UERJ/HUPE - Hospital Universitário Pedro Ernesto (RJ) — Prova 2025
Traumas contusos abdominais podem levar à necessidade de esplenectomia de emergência. No acompanhamento pós-cirúrgico, esses pacientes devem ser, posteriormente, vacinados para:
Pós-esplenectomia → Vacinar contra encapsulados (Pneumo, Meningo, Hib) para prevenir sepse fulminante.
A ausência do baço compromete a opsonização de bactérias encapsuladas. A imunização tripla é o pilar para prevenir a Overwhelming Post-Splenectomy Infection (OPSI).
A asplenia, seja anatômica (esplenectomia) ou funcional (anemia falciforme), coloca o paciente em risco vitalício para sepse por germes encapsulados. O Streptococcus pneumoniae é o agente mais comum e agressivo. O protocolo vacinal deve ser iniciado precocemente e reforçado conforme as diretrizes de imunização. Além das vacinas, o paciente deve ser orientado a buscar atendimento médico imediato em caso de febre.
O baço é o principal local de fagocitose de bactérias opsonizadas. Sem ele, o organismo tem dificuldade em combater bactérias encapsuladas, que podem causar infecções fulminantes com alta mortalidade.
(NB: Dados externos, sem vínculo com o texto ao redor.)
use serde::{Deserialize, Serialize};

use super::{Product, ProductId};

/// A product snapshot plus the amount the shopper selected.
///
/// Serialized flat: the product fields sit next to `amount`.
#[derive(Debug, Clone, PartialEq, Serialize, Deserialize)]
pub struct CartEntry {
    #[serde(flatten)]
    pub product: Product,
    pub amount: u32,
}

impl CartEntry {
    pub fn new(product: Product, amount: u32) -> Self {
        Self { product, amount }
    }

    pub fn id(&self) -> ProductId {
        self.product.id
    }
}

/// Requested quantity for a product already in the cart. Non-positive amounts are ignored.
#[derive(Debug, Clone, Copy, PartialEq, Eq)]
pub struct UpdateAmount {
    pub product_id: ProductId,
    pub amount: i64,
}

/// Ordered cart contents. Insertion order is the order products were first added.
///
/// At most one entry per product id; every amount is at least one.
#[derive(Debug, Clone, Default, PartialEq, Serialize, Deserialize)]
#[serde(transparent)]
pub struct Cart {
    entries: Vec<CartEntry>,
}

impl Cart {
    pub fn new() -> Self {
        Self::default()
    }

    pub fn entries(&self) -> &[CartEntry] {
        &self.entries
    }

    pub fn len(&self) -> usize {
        self.entries.len()
    }

    pub fn is_empty(&self) -> bool {
        self.entries.is_empty()
    }

    pub fn get(&self, id: ProductId) -> Option<&CartEntry> {
        self.entries.iter().find(|entry| entry.id() == id)
    }

    pub fn amount_of(&self, id: ProductId) -> Option<u32> {
        self.get(id).map(|entry| entry.amount)
    }

    /// Sets the amount of an existing entry. Returns `false` if the product is absent.
    pub(crate) fn set_amount(&mut self, id: ProductId, amount: u32) -> bool {
        debug_assert!(amount >= 1);
        match self.entries.iter_mut().find(|entry| entry.id() == id) {
            Some(entry) => {
                entry.amount = amount;
                true
            }
            None => false,
        }
    }

    pub(crate) fn push(&mut self, entry: CartEntry) {
        debug_assert!(self.get(entry.id()).is_none());
        self.entries.push(entry);
    }

    /// Returns a copy without the given product, keeping the order of the rest.
    pub(crate) fn without(&self, id: ProductId) -> Self {
        Self {
            entries: self
                .entries
                .iter()
                .filter(|entry| entry.id() != id)
                .cloned()
                .collect(),
        }
    }

    /// Drops duplicate ids and non-positive amounts from a loaded snapshot.
    /// The first occurrence of an id wins.
    pub(crate) fn normalized(self) -> Self {
        let mut entries: Vec<CartEntry> = Vec::with_capacity(self.entries.len());
        for entry in self.entries {
            if entry.amount == 0 || entries.iter().any(|kept| kept.id() == entry.id()) {
                continue;
            }
            entries.push(entry);
        }
        Self { entries }
    }
}

impl From<Vec<CartEntry>> for Cart {
    fn from(entries: Vec<CartEntry>) -> Self {
        Self { entries }
    }
}

impl From<Cart> for Vec<CartEntry> {
    fn from(cart: Cart) -> Self {
        cart.entries
    }
}
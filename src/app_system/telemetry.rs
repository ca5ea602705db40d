/// Configure tracing once at startup for the whole process.
///
/// `RUST_LOG` controls verbosity (default `info`), e.g.
/// `RUST_LOG=storefront_cart::cart=debug`.
pub fn setup_tracing() {
    let env_filter = tracing_subscriber::EnvFilter::try_from_default_env()
        .unwrap_or_else(|_| tracing_subscriber::EnvFilter::new("info"));

    tracing_subscriber::fmt()
        .with_env_filter(env_filter)
        .with_timer(tracing_subscriber::fmt::time::uptime())
        .compact()
        .init();
}
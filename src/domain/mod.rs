pub mod cart;
pub mod product;
pub mod stock;

pub use cart::*;
pub use product::*;
pub use stock::*;
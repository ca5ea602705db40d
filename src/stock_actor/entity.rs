use crate::actor_framework::Entity;
use crate::domain::{ProductId, Stock, StockPatch};

impl Entity for Stock {
    type Id = ProductId;
    type Patch = StockPatch;

    fn id(&self) -> &ProductId {
        &self.id
    }

    /// # Errors
    /// A restock that would overflow the counter is rejected.
    fn on_update(&mut self, patch: StockPatch) -> Result<(), String> {
        match patch {
            StockPatch::Set(amount) => self.amount = amount,
            StockPatch::Restock(units) => {
                self.amount = self
                    .amount
                    .checked_add(units)
                    .ok_or_else(|| format!("Stock overflow: {} + {}", self.amount, units))?;
            }
        }
        Ok(())
    }
}
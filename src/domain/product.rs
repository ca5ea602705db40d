use serde::{Deserialize, Serialize};

pub type ProductId = u64;

/// Represents a product in the storefront catalog.
///
/// The cart only keeps a snapshot of this record; display fields are opaque to it.
#[derive(Debug, Clone, PartialEq, Serialize, Deserialize)]
pub struct Product {
    pub id: ProductId,
    pub name: String,
    #[serde(default)]
    pub price: f64,
    #[serde(default)]
    pub image: String,
}

/// Payload for updating a catalog product.
#[derive(Debug, Clone, Default)]
pub struct ProductPatch {
    pub name: Option<String>,
    pub price: Option<f64>,
    pub image: Option<String>,
}

impl Product {
    pub fn new(id: ProductId, name: impl Into<String>, price: f64) -> Self {
        Self {
            id,
            name: name.into(),
            price,
            image: String::new(),
        }
    }

    pub fn with_image(mut self, image: impl Into<String>) -> Self {
        self.image = image.into();
        self
    }
}
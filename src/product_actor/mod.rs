//! Catalog-side resource logic for product records.

pub mod entity;

use crate::actor_framework::ResourceActor;
use crate::clients::ProductClient;
use crate::domain::Product;

/// Creates a new catalog actor and its client.
pub fn new(buffer_size: usize) -> (ResourceActor<Product>, ProductClient) {
    let (actor, generic_client) = ResourceActor::new("catalog", buffer_size);
    (actor, ProductClient::new(generic_client))
}
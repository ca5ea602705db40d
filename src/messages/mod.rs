use tokio::sync::oneshot;

use crate::domain::{Cart, ProductId, UpdateAmount};
use crate::error::CartError;

/// Generic type aliases for service communication
pub type ServiceResult<T, E> = std::result::Result<T, E>;
pub type ServiceResponse<T, E> = oneshot::Sender<ServiceResult<T, E>>;

/// Typed messages for the cart service. Each variant carries its parameters and
/// a oneshot channel for the reply.
#[derive(Debug)]
pub enum CartRequest {
    AddProduct {
        product_id: ProductId,
        respond_to: ServiceResponse<(), CartError>,
    },
    RemoveProduct {
        product_id: ProductId,
        respond_to: ServiceResponse<(), CartError>,
    },
    UpdateProductAmount {
        update: UpdateAmount,
        respond_to: ServiceResponse<(), CartError>,
    },
    GetCart {
        respond_to: ServiceResponse<Cart, CartError>,
    },
    CartSize {
        respond_to: ServiceResponse<usize, CartError>,
    },
    AmountOf {
        product_id: ProductId,
        respond_to: ServiceResponse<Option<u32>, CartError>,
    },
    Shutdown,
}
As vacinas essenciais são contra Streptococcus pneumoniae (Pneumocócica), Neisseria meningitidis (Meningocócica) e Haemophilus influenzae tipo b (Hib). Além disso, recomenda-se a vacina anual contra Influenza.
Em cirurgias eletivas, deve-se vacinar 2 semanas antes do procedimento. Em casos de emergência (trauma), a vacinação deve ser feita idealmente 14 dias após a cirurgia para garantir melhor resposta imunológica.